The survey highlights how three generations view major issues facing the nation.
“AYA and AARP are working together because issues of financial security that include growing student loan debt are important to AARP’s members, their families and many Americans of all ages,” said AARP Senior VP Jean Setzfand. “Millennials, Gen Xers and Boomers have far more similarities than differences. This research highlights the long-term negative toll student loan debt has on multiple generations. The choice to fund you or your loved one’s education can boost your family’s future opportunities. However, due to the high cost of education, our joint research shows that the education decision should be considered in the context of other major financial decisions such as retirement savings, home ownership and paying for other necessities such as health care.”
Student loan debt has prevented or delayed:
Saving for Retirement — 4 in 10 (40 percent) say student loan debts have stopped him/her from saving for retirement, including 41 percent of Millennials, 38 percent of Gen Xers and 31 percent of Boomers.
Buying a Home — 1 in 3 (32 percent) say student loan debt has prevented or delayed him/her from buying a home, including 36 percent of Millennials, 26 percent of Gen Xers and 32 percent of Boomers.
Helping a Family Member — 1 in 4 (25 percent) say student loan debt prevented or delayed him/her from financially helping a family member, including 23 percent of Millennials, 29 percent of Gen Xers and 26 percent of Boomers.
Getting Health Care — Nearly 1 in 5 (16 percent) said student loan debt prevented or delayed him/her from getting needed health care, including 17 percent of Millennials, 16 percent of Gen Xers and 9 percent of Boomers.
Six in 10 Americans don’t view the benefits of college as worth the cost. Across generations, the views about college not being worth the cost held steady with 61 percent of Millennials, 62 percent of Gen Xers and 53 percent of Boomers sharing the same view.
Americans believe major institutions can play a role in the cost of college and loan repayment:
3 in 4 (74 percent) agree strongly or somewhat that community colleges should be free for anyone who qualifies.
6 in 10 (66 percent) agree strongly or somewhat that colleges and universities should share the financial responsibility with students who default on their loans.
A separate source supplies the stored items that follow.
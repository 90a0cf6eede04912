//! Local market snapshot standing in for the retrieval subsystem.
//!
//! A snapshot is a plain JSON file of markets under a directory. The query
//! path loads it and hands it to the reasoning service as context. The trade
//! pipeline clears these directories before each run so every run starts from
//! a clean index.

use std::fs;
use std::path::{Path, PathBuf};
use tracing::{info, warn};

use crate::domain::Market;
use crate::error::{PolyagentError, Result};

const SNAPSHOT_FILE: &str = "markets.json";

pub struct LocalIndex {
    directory: PathBuf,
}

impl LocalIndex {
    pub fn new(directory: impl Into<PathBuf>) -> Self {
        Self {
            directory: directory.into(),
        }
    }

    pub fn directory(&self) -> &Path {
        &self.directory
    }

    /// Write a snapshot of the given markets, replacing any previous one.
    /// Returns the number of markets written.
    pub fn build(&self, markets: &[Market]) -> Result<u64> {
        fs::create_dir_all(&self.directory)?;
        let path = self.directory.join(SNAPSHOT_FILE);
        let body = serde_json::to_string_pretty(markets)?;
        fs::write(&path, body)?;
        info!("Wrote {} markets to {}", markets.len(), path.display());
        Ok(markets.len() as u64)
    }

    pub fn load(&self) -> Result<Vec<Market>> {
        let path = self.directory.join(SNAPSHOT_FILE);
        if !path.exists() {
            return Err(PolyagentError::Validation(format!(
                "no market snapshot at {}",
                path.display()
            )));
        }
        let body = fs::read_to_string(&path)?;
        Ok(serde_json::from_str(&body)?)
    }

    /// Best-effort removal of snapshot directories. Failure to clear logs a
    /// warning and nothing more; a stale snapshot must not fail a run.
    pub fn clear_all(directories: &[String]) {
        for directory in directories {
            let path = Path::new(directory);
            if !path.exists() {
                continue;
            }
            match fs::remove_dir_all(path) {
                Ok(()) => info!("Cleared {directory}"),
                Err(e) => warn!("Failed to clear {directory}: {e}"),
            }
        }
    }
}

#[cfg(test)]
mod tests {
    use super::*;
    use serde_json::json;

    fn sample_markets() -> Vec<Market> {
        serde_json::from_value(json!([
            {"id": "1", "question": "A?"},
            {"id": "2", "question": "B?"},
        ]))
        .unwrap()
    }

    #[test]
    fn build_then_load_round_trips() {
        let dir = tempfile::tempdir().unwrap();
        let index = LocalIndex::new(dir.path());

        let written = index.build(&sample_markets()).unwrap();
        assert_eq!(written, 2);

        let loaded = index.load().unwrap();
        assert_eq!(loaded.len(), 2);
        assert_eq!(loaded[1].question.as_deref(), Some("B?"));
    }

    #[test]
    fn load_without_snapshot_is_an_error() {
        let dir = tempfile::tempdir().unwrap();
        let index = LocalIndex::new(dir.path().join("missing"));
        assert!(index.load().is_err());
    }

    #[test]
    fn clear_all_tolerates_missing_directories() {
        let dir = tempfile::tempdir().unwrap();
        let existing = dir.path().join("local_db_events");
        fs::create_dir_all(&existing).unwrap();

        LocalIndex::clear_all(&[
            existing.to_string_lossy().into_owned(),
            dir.path().join("never_created").to_string_lossy().into_owned(),
        ]);

        assert!(!existing.exists());
    }
}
8 in 10 (86 percent) agree strongly or somewhat that state and federal government should invest in career and technical education programs as alternatives to college.
8 in 10 (79 percent) believe strongly or somewhat that state governments should increase support for public universities so more people can afford college tuition.
7 in 10 (76 percent) strongly or somewhat believe that the federal government should help people refinance student loan debt.
6 in 10 strongly or somewhat agree that the federal government should forgive some student loan debt (61 percent), help people repay some student loan debt (58 percent) and tax stock market transactions to subsidize tuition at public colleges and universities (60 percent).
These survey results don’t necessarily reflect the policy positions of AYA or AARP.
(Methodology: This poll was conducted via NORC’s AmeriSpeak nationally representative online panel for AARP from July 10-Aug. 7, 2018, with 4,862 adults between the ages of 18-74 encompassing Millennial, Generation X and Baby Boomer adults. The margin of error is +/-2.01% at the 95% confidence level.)
Ron Mori is a member of the Washington, D.C., JACL chapter and manager of community, states and national affairs — multicultural leadership for AARP.